## DATASET ENTRIES
▶
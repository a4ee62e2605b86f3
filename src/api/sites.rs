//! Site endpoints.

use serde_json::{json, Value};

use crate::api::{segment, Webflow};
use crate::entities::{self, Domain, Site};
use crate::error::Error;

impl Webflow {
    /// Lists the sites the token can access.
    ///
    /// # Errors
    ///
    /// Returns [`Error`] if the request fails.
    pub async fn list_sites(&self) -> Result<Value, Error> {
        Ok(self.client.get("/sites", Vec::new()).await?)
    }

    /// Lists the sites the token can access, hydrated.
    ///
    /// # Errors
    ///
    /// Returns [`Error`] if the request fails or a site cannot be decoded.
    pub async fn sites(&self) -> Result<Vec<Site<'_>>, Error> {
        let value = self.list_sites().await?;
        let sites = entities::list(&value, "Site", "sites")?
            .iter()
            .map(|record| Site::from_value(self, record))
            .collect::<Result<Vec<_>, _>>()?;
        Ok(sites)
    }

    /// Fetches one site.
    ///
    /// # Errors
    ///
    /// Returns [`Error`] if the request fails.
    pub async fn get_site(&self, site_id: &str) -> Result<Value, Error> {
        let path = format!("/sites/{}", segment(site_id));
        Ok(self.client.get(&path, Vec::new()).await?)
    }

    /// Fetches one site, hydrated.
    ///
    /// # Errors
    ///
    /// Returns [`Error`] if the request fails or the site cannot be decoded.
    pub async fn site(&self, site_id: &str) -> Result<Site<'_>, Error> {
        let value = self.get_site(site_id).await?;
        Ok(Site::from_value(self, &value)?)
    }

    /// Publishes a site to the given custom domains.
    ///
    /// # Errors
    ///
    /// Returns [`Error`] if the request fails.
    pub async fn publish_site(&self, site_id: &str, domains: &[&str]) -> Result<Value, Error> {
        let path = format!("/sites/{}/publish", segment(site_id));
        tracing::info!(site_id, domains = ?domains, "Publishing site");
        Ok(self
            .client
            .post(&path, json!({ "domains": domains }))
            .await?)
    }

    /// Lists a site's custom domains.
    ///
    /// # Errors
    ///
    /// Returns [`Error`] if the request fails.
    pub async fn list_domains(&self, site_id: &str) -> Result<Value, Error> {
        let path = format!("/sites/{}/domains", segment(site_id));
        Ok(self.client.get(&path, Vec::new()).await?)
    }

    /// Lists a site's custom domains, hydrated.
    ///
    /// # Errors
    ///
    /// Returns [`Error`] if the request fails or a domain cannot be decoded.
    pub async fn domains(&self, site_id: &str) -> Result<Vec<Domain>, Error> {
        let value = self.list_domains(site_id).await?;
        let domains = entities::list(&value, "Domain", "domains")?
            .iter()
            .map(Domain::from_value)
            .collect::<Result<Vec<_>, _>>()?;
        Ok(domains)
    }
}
◀
▶
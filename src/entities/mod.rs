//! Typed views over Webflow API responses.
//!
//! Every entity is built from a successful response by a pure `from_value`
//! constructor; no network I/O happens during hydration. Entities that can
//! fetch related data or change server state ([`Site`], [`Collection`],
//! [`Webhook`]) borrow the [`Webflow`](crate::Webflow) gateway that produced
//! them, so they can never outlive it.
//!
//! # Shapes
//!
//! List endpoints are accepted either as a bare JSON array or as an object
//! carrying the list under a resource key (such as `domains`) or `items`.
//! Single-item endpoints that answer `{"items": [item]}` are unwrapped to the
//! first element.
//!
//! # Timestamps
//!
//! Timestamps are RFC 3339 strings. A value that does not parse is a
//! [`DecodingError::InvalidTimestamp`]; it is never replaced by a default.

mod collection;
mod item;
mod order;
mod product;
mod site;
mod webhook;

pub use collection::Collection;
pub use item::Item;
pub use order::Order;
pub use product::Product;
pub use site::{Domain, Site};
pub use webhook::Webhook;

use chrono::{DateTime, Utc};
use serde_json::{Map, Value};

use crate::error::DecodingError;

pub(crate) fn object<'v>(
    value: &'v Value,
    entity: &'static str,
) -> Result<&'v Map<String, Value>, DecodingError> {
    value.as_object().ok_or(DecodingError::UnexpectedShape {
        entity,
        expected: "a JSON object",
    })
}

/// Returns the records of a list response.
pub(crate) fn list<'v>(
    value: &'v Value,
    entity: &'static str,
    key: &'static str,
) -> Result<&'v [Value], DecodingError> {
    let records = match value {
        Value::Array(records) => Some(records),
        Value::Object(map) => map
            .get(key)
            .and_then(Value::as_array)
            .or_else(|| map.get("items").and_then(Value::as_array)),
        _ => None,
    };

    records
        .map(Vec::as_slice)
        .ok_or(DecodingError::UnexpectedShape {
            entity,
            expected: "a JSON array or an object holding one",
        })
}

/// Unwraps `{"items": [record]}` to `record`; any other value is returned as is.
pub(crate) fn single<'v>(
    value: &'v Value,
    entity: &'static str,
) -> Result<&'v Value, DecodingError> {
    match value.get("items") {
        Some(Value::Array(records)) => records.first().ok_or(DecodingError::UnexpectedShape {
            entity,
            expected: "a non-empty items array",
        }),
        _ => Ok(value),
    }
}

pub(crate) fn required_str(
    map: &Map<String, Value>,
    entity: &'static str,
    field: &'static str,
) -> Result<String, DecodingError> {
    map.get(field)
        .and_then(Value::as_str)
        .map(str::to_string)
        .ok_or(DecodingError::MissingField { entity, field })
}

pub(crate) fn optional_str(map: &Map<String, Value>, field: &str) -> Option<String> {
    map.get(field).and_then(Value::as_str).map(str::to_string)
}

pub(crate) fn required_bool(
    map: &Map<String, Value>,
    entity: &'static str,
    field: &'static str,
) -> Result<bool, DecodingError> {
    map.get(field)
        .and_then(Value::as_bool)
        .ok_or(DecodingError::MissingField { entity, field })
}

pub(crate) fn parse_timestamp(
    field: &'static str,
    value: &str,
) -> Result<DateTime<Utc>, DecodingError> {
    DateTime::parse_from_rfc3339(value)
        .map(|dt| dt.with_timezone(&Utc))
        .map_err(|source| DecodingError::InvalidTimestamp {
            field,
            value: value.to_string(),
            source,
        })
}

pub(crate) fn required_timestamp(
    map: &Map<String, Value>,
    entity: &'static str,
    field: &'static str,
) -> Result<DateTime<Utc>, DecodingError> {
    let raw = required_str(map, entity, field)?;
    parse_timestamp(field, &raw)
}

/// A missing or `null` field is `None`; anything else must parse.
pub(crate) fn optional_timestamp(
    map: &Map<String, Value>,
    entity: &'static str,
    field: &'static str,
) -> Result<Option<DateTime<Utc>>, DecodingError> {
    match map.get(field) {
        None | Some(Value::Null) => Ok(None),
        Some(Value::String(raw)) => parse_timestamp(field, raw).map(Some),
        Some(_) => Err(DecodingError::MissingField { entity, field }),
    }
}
◀
▶
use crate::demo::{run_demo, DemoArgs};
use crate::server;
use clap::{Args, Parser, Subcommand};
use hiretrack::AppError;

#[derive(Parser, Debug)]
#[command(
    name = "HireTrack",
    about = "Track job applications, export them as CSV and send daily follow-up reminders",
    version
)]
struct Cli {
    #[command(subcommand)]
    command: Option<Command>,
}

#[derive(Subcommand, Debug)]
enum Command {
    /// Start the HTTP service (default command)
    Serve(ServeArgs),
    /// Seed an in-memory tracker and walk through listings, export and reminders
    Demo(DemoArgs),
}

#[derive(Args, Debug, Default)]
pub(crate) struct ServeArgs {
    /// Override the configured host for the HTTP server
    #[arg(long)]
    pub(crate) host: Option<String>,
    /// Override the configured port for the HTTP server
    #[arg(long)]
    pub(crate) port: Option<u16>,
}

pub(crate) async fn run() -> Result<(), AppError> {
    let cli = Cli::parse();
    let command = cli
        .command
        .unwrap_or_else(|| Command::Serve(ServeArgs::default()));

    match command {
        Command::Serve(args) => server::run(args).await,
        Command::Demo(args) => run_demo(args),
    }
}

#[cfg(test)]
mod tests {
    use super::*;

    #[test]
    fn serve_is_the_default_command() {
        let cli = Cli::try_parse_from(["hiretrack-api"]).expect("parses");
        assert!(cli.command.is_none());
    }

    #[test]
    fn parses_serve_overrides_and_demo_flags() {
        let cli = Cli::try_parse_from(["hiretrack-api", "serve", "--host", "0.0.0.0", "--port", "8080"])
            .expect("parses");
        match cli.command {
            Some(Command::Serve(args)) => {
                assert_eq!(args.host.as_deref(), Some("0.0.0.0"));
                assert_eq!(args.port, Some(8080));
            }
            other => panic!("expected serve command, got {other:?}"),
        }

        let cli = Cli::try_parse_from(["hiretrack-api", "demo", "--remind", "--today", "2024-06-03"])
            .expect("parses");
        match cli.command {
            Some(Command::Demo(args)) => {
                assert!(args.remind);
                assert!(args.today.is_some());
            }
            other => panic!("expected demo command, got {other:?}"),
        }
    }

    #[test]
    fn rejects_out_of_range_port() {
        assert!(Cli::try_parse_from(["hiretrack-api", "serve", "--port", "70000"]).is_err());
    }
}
◀
Report all lines in the records that include the string "filename".

filename src/api/sites.rs
filename src/entities/mod.rs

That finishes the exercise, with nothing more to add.